HIV Life Expectancy Similar to General Population

Those receiving combination antiretroviral therapy can live into their 70s
HIV Life Expectancy Similar to General Population

THURSDAY, Dec. 26, 2013 (HealthDay News) -- Life expectancy among HIV-positive adults in the United States and Canada treated with combination antiretroviral therapy (ART) has greatly improved since 2000, with 20-year-olds now expected to live into their 70s, according to a study published online Dec. 18 in PLOS ONE.

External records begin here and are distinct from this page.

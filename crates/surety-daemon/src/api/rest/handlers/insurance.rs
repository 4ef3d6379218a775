//! Insurance purchase handlers

use crate::api::rest::state::AppState;
use crate::error::{ApiError, ApiResult};
use axum::{
    extract::{Path, State},
    Json,
};
use serde::Deserialize;
use surety_ledger::{Address, Amount, FlightKey, InsurancePolicy};

#[derive(Debug, Deserialize)]
pub struct PurchaseInsuranceRequest {
    pub passenger: Address,
    pub flight: FlightKey,
    pub premium: Amount,
}

pub async fn purchase_insurance(
    State(state): State<AppState>,
    Json(request): Json<PurchaseInsuranceRequest>,
) -> ApiResult<Json<InsurancePolicy>> {
    let policy =
        state
            .ledger
            .purchase_insurance(&request.passenger, &request.flight, request.premium)?;

    tracing::info!(
        passenger = %policy.passenger,
        flight = %policy.flight,
        premium = %policy.premium,
        "Insurance purchased"
    );

    Ok(Json(policy))
}

/// Policy path: `/:passenger/:airline/:code/:departure`
pub async fn get_policy(
    State(state): State<AppState>,
    Path((passenger, airline, code, departure)): Path<(String, String, String, u64)>,
) -> ApiResult<Json<InsurancePolicy>> {
    let passenger = Address::new(passenger);
    let flight = FlightKey::new(Address::new(airline), code, departure);
    state
        .ledger
        .policy(&passenger, &flight)?
        .map(Json)
        .ok_or_else(|| {
            ApiError::NotFound(format!("No policy for {} on {}", passenger, flight))
        })
}
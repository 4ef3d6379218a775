//! Ledger economics and consensus parameters.

use serde::{Deserialize, Serialize};

use crate::types::Amount;

/// One ether expressed in ledger minor units (gwei).
pub const ETHER: u64 = 1_000_000_000;

/// Configuration for the ledger rules.
#[derive(Clone, Debug, PartialEq, Serialize, Deserialize)]
pub struct LedgerConfig {
    /// Minimum funding before an airline may sponsor or register flights (default: 10 ether)
    #[serde(default = "default_minimum_funds")]
    pub minimum_funds: Amount,

    /// Insurance premium ceiling (default: 1 ether)
    #[serde(default = "default_price_limit")]
    pub price_limit: Amount,

    /// Oracle registration fee (default: 1 ether)
    #[serde(default = "default_registration_fee")]
    pub registration_fee: Amount,

    /// Matching oracle responses needed to finalize a request (default: 3)
    #[serde(default = "default_quorum")]
    pub quorum: usize,

    /// Registered airlines below which one sponsor suffices (default: 4)
    #[serde(default = "default_consensus_threshold")]
    pub consensus_threshold: usize,

    /// Payout as a percentage of the premium (default: 200, i.e. 2x)
    #[serde(default = "default_payout_percent")]
    pub payout_percent: u64,

    /// Size of the oracle index space; indexes are drawn from `0..index_space` (default: 10)
    #[serde(default = "default_index_space")]
    pub index_space: u8,
}

impl Default for LedgerConfig {
    fn default() -> Self {
        Self {
            minimum_funds: default_minimum_funds(),
            price_limit: default_price_limit(),
            registration_fee: default_registration_fee(),
            quorum: default_quorum(),
            consensus_threshold: default_consensus_threshold(),
            payout_percent: default_payout_percent(),
            index_space: default_index_space(),
        }
    }
}

impl LedgerConfig {
    /// Votes required to admit a candidate once the registry has reached the
    /// consensus threshold: half the registered airlines, rounded up.
    pub fn votes_required(&self, registered: usize) -> usize {
        registered.div_ceil(2)
    }

    pub fn requires_consensus(&self, registered: usize) -> bool {
        registered >= self.consensus_threshold
    }
}

fn default_minimum_funds() -> Amount {
    Amount::new(10 * ETHER)
}

fn default_price_limit() -> Amount {
    Amount::new(ETHER)
}

fn default_registration_fee() -> Amount {
    Amount::new(ETHER)
}

fn default_quorum() -> usize {
    3
}

fn default_consensus_threshold() -> usize {
    4
}

fn default_payout_percent() -> u64 {
    200
}

fn default_index_space() -> u8 {
    10
}
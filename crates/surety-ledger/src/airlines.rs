//! Airline registry: funding gate and vote-based admission.

use chrono::Utc;
use serde::{Deserialize, Serialize};
use tracing::{debug, info};

use crate::config::LedgerConfig;
use crate::credit::escrow_plus;
use crate::error::{LedgerError, LedgerResult};
use crate::events::LedgerEvent;
use crate::gate::StoreSession;
use crate::storage::{AirlineStorage, EscrowStorage, Storage};
use crate::types::{Address, Airline, Amount};

/// Outcome of a sponsorship.
#[derive(Clone, Debug, PartialEq, Eq, Serialize, Deserialize)]
#[serde(tag = "outcome", rename_all = "snake_case")]
pub enum Admission {
    /// The candidate is now registered.
    Registered { registered_count: usize },
    /// The sponsor's vote is recorded; more distinct sponsors are needed.
    Pending { votes: usize, required: usize },
}

impl Admission {
    pub fn is_registered(&self) -> bool {
        matches!(self, Admission::Registered { .. })
    }
}

/// Airline admission rules.
///
/// Below `consensus_threshold` registered airlines, one funded sponsor admits a
/// candidate. From the threshold on, a candidate needs votes from
/// `ceil(registered / 2)` distinct funded sponsors, recomputed on every call.
pub struct AirlineRegistry<'c> {
    config: &'c LedgerConfig,
}

impl<'c> AirlineRegistry<'c> {
    pub fn new(config: &'c LedgerConfig) -> Self {
        Self { config }
    }

    /// Seed the genesis airline. Used once when the ledger is built.
    ///
    /// A non-zero `funds` deposit is escrowed and marks the airline funded.
    pub(crate) fn seed_genesis(
        storage: &mut dyn Storage,
        address: Address,
        name: String,
        funds: Amount,
    ) -> LedgerResult<()> {
        let escrow = escrow_plus(storage, funds)?;
        let mut airline = Airline::candidate(address, name);
        airline.registered = true;
        airline.funded = !funds.is_zero();
        airline.funds = funds;
        airline.registered_at = Some(Utc::now());
        storage.upsert_airline(airline)?;
        storage.set_escrow_balance(escrow)?;
        Ok(())
    }

    /// Escrow `amount` as funding for a registered airline.
    pub fn fund(
        &self,
        session: &mut StoreSession<'_>,
        airline: &Address,
        amount: Amount,
        events: &mut Vec<LedgerEvent>,
    ) -> LedgerResult<Airline> {
        if amount < self.config.minimum_funds {
            return Err(LedgerError::invalid_amount(
                amount,
                format!("funding below minimum of {}", self.config.minimum_funds),
            ));
        }

        let mut record = session
            .get_airline(airline)?
            .filter(|a| a.registered)
            .ok_or_else(|| {
                LedgerError::unauthorized(format!("{} is not a registered airline", airline))
            })?;

        let total_funds = record
            .funds
            .checked_add(amount)
            .ok_or_else(|| LedgerError::Overflow(format!("funds of {}", airline)))?;
        let escrow = escrow_plus(&**session, amount)?;

        record.funds = total_funds;
        record.funded = true;
        session.upsert_airline(record.clone())?;
        session.set_escrow_balance(escrow)?;

        info!(airline = %airline, amount = %amount, total = %total_funds, "Airline funded");
        events.push(LedgerEvent::AirlineFunded {
            airline: airline.clone(),
            amount,
            total_funds,
        });
        Ok(record)
    }

    /// Sponsor `candidate` for admission.
    pub fn register(
        &self,
        session: &mut StoreSession<'_>,
        sponsor: &Address,
        candidate: &Address,
        name: &str,
        events: &mut Vec<LedgerEvent>,
    ) -> LedgerResult<Admission> {
        session
            .get_airline(sponsor)?
            .filter(|a| a.registered && a.funded)
            .ok_or_else(|| {
                LedgerError::unauthorized(format!("{} is not a funded airline", sponsor))
            })?;

        let mut record = match session.get_airline(candidate)? {
            Some(existing) if existing.registered => {
                return Err(LedgerError::AlreadyRegistered(format!(
                    "airline {}",
                    candidate
                )));
            }
            Some(existing) => existing,
            None => Airline::candidate(candidate.clone(), name),
        };

        let registered = session.registered_airline_count()?;

        if self.config.requires_consensus(registered) {
            let required = self.config.votes_required(registered);
            let fresh_vote = record.votes.insert(sponsor.clone());

            if record.votes.len() < required {
                let votes = record.votes.len();
                session.upsert_airline(record)?;

                if fresh_vote {
                    debug!(candidate = %candidate, sponsor = %sponsor, votes, required, "Admission vote recorded");
                    events.push(LedgerEvent::AirlineVoted {
                        candidate: candidate.clone(),
                        sponsor: sponsor.clone(),
                        votes,
                        required,
                    });
                } else {
                    debug!(candidate = %candidate, sponsor = %sponsor, "Repeated vote ignored");
                }
                return Ok(Admission::Pending { votes, required });
            }
        }

        record.registered = true;
        record.votes.clear();
        record.registered_at = Some(Utc::now());
        let name = record.name.clone();
        session.upsert_airline(record)?;

        let registered_count = registered + 1;
        info!(airline = %candidate, sponsor = %sponsor, registered_count, "Airline registered");
        events.push(LedgerEvent::AirlineRegistered {
            airline: candidate.clone(),
            name,
            sponsor: sponsor.clone(),
            registered_count,
        });
        Ok(Admission::Registered { registered_count })
    }

    pub fn is_registered(storage: &dyn Storage, address: &Address) -> LedgerResult<bool> {
        Ok(storage
            .get_airline(address)?
            .map(|a| a.registered)
            .unwrap_or(false))
    }

    pub fn is_funded(storage: &dyn Storage, address: &Address) -> LedgerResult<bool> {
        Ok(storage
            .get_airline(address)?
            .map(|a| a.funded)
            .unwrap_or(false))
    }
}
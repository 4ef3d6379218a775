//! Bounded history of ledger notifications for the event listing

use std::collections::VecDeque;
use std::sync::{Arc, RwLock};
use surety_ledger::EventEnvelope;
use tokio::sync::broadcast::{self, error::RecvError};
use tokio::task::JoinHandle;

pub struct EventLog {
    capacity: usize,
    entries: RwLock<VecDeque<EventEnvelope>>,
}

impl EventLog {
    pub fn new(capacity: usize) -> Self {
        let capacity = capacity.max(1);
        Self {
            capacity,
            entries: RwLock::new(VecDeque::with_capacity(capacity)),
        }
    }

    pub fn push(&self, envelope: EventEnvelope) {
        if let Ok(mut entries) = self.entries.write() {
            if entries.len() == self.capacity {
                entries.pop_front();
            }
            entries.push_back(envelope);
        }
    }

    /// Most recent first, optionally filtered by event kind
    pub fn recent(&self, limit: usize, kind: Option<&str>) -> Vec<EventEnvelope> {
        self.entries
            .read()
            .map(|entries| {
                entries
                    .iter()
                    .rev()
                    .filter(|e| kind.map_or(true, |k| e.event.kind() == k))
                    .take(limit)
                    .cloned()
                    .collect()
            })
            .unwrap_or_default()
    }

    /// Record everything published on `rx` until the channel closes
    pub fn spawn_recorder(self: Arc<Self>, mut rx: broadcast::Receiver<EventEnvelope>) -> JoinHandle<()> {
        tokio::spawn(async move {
            loop {
                match rx.recv().await {
                    Ok(envelope) => {
                        tracing::debug!(kind = envelope.event.kind(), id = %envelope.id, "Ledger event");
                        self.push(envelope);
                    }
                    Err(RecvError::Lagged(skipped)) => {
                        tracing::warn!(skipped, "Event recorder lagged behind");
                    }
                    Err(RecvError::Closed) => break,
                }
            }
        })
    }
}

#[cfg(test)]
mod tests {
    use super::*;
    use surety_ledger::LedgerEvent;

    #[test]
    fn test_history_is_bounded() {
        let log = EventLog::new(2);
        for operational in [true, false, true] {
            log.push(EventEnvelope::new(LedgerEvent::OperationalChanged { operational }));
        }
        let recent = log.recent(10, None);
        assert_eq!(recent.len(), 2);
        assert_eq!(
            recent[0].event,
            LedgerEvent::OperationalChanged { operational: true }
        );
        assert!(log.recent(10, Some("flight_registered")).is_empty());
    }
}
//! Error types for the surety daemon

use axum::{
    http::StatusCode,
    response::{IntoResponse, Response},
    Json,
};
use serde::Serialize;
use surety_ledger::LedgerError;
use thiserror::Error;

/// Daemon-level errors
#[derive(Debug, Error)]
pub enum DaemonError {
    /// Configuration error
    #[error("Configuration error: {0}")]
    Config(String),

    /// Server startup error
    #[error("Server error: {0}")]
    Server(String),

    /// Ledger construction or bootstrap error
    #[error("Ledger error: {0}")]
    Ledger(#[from] LedgerError),

    /// IO error
    #[error("IO error: {0}")]
    Io(#[from] std::io::Error),
}

/// API-specific errors
#[derive(Debug, Error)]
pub enum ApiError {
    /// Resource not found
    #[error("Not found: {0}")]
    NotFound(String),

    /// Bad request
    #[error("Bad request: {0}")]
    BadRequest(String),

    /// Rejected by the ledger
    #[error(transparent)]
    Ledger(#[from] LedgerError),
}

/// Error response body
#[derive(Debug, Serialize)]
pub struct ErrorResponse {
    pub error: String,
    pub code: String,
}

impl ApiError {
    fn status_and_code(&self) -> (StatusCode, &'static str) {
        match self {
            ApiError::NotFound(_) => (StatusCode::NOT_FOUND, "NOT_FOUND"),
            ApiError::BadRequest(_) => (StatusCode::BAD_REQUEST, "BAD_REQUEST"),
            ApiError::Ledger(err) => match err {
                LedgerError::NotOperational => (StatusCode::SERVICE_UNAVAILABLE, "NOT_OPERATIONAL"),
                LedgerError::Unauthorized(_) => (StatusCode::FORBIDDEN, "UNAUTHORIZED"),
                LedgerError::AlreadyRegistered(_) => (StatusCode::CONFLICT, "ALREADY_REGISTERED"),
                LedgerError::AlreadyInsured { .. } => (StatusCode::CONFLICT, "ALREADY_INSURED"),
                LedgerError::RequestFinalized(_) => (StatusCode::CONFLICT, "REQUEST_FINALIZED"),
                LedgerError::NoCreditBalance(_) => (StatusCode::CONFLICT, "NO_CREDIT_BALANCE"),
                LedgerError::InsufficientEscrow { .. } => {
                    (StatusCode::CONFLICT, "INSUFFICIENT_ESCROW")
                }
                LedgerError::InvalidAmount { .. } => {
                    (StatusCode::UNPROCESSABLE_ENTITY, "INVALID_AMOUNT")
                }
                LedgerError::Overflow(_) => (StatusCode::UNPROCESSABLE_ENTITY, "OVERFLOW"),
                LedgerError::FlightNotRegistered(_) => {
                    (StatusCode::NOT_FOUND, "FLIGHT_NOT_REGISTERED")
                }
                LedgerError::RequestNotFound(_) => (StatusCode::NOT_FOUND, "REQUEST_NOT_FOUND"),
                LedgerError::TransferFailed { .. } => (StatusCode::BAD_GATEWAY, "TRANSFER_FAILED"),
                LedgerError::InvalidConfig(_)
                | LedgerError::Storage(_)
                | LedgerError::LockPoisoned => {
                    (StatusCode::INTERNAL_SERVER_ERROR, "INTERNAL_ERROR")
                }
            },
        }
    }
}

impl IntoResponse for ApiError {
    fn into_response(self) -> Response {
        let (status, code) = self.status_and_code();

        if status.is_server_error() {
            tracing::error!(error = %self, "Request failed");
        }

        let body = ErrorResponse {
            error: self.to_string(),
            code: code.to_string(),
        };

        (status, Json(body)).into_response()
    }
}

/// Result type alias for API operations
pub type ApiResult<T> = Result<T, ApiError>;

/// Result type alias for daemon operations
pub type DaemonResult<T> = Result<T, DaemonError>;
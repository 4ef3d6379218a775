//! Application state for API handlers

use crate::event_log::EventLog;
use crate::payouts::PayoutLog;
use crate::simulator::StatusSource;
use std::sync::Arc;
use surety_ledger::FlightSuretyLedger;

/// Shared application state
#[derive(Clone)]
pub struct AppState {
    /// The ledger
    pub ledger: Arc<FlightSuretyLedger>,

    /// Status reported by simulated oracles
    pub status: Arc<StatusSource>,

    /// Settled withdrawals
    pub payouts: Arc<PayoutLog>,

    /// Recent ledger notifications
    pub events: Arc<EventLog>,

    /// Daemon version
    pub version: String,

    /// Daemon start time
    pub started_at: chrono::DateTime<chrono::Utc>,
}

impl AppState {
    /// Create new application state
    pub fn new(
        ledger: Arc<FlightSuretyLedger>,
        status: Arc<StatusSource>,
        payouts: Arc<PayoutLog>,
        events: Arc<EventLog>,
    ) -> Self {
        Self {
            ledger,
            status,
            payouts,
            events,
            version: env!("CARGO_PKG_VERSION").to_string(),
            started_at: chrono::Utc::now(),
        }
    }

    /// Get uptime as a human-readable string
    pub fn uptime(&self) -> String {
        let secs = (chrono::Utc::now() - self.started_at).num_seconds();

        if secs < 60 {
            format!("{}s", secs)
        } else if secs < 3600 {
            format!("{}m {}s", secs / 60, secs % 60)
        } else if secs < 86400 {
            format!("{}h {}m", secs / 3600, (secs % 3600) / 60)
        } else {
            format!("{}d {}h", secs / 86400, (secs % 86400) / 3600)
        }
    }
}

Hasina Samji, Ph.D., from the British Columbia Centre for Excellence in HIV/AIDS in Vancouver, Canada, and colleagues analyzed data from the North American AIDS Cohort Collaboration on Research and Design from 2000 to 2007 to assess life expectancy among 22,937 treatment-naive HIV-positive adults in the United States and Canada who initiated combination ART.

The researchers found that there were 1,622 deaths over 82,022 person-years, for a crude mortality rate of 19.8 per 1,000 person-years. Life expectancy increased to 51.4 years in 2006 to 2007, from 36.1 years in 2000 to 2002. Men and women had similar life expectancies except for the period from 2006 to 2007, while life expectancy was lower among injection drug users, non-whites, and those with baseline CD4 counts <350 cells/mm³.

"A 20-year-old HIV-positive adult on ART in the United States or Canada is expected to live into their early 70s, a life expectancy approaching that of the general population," Samji and colleagues conclude. "Differences by sex, race, HIV transmission risk group, and CD4 count remain."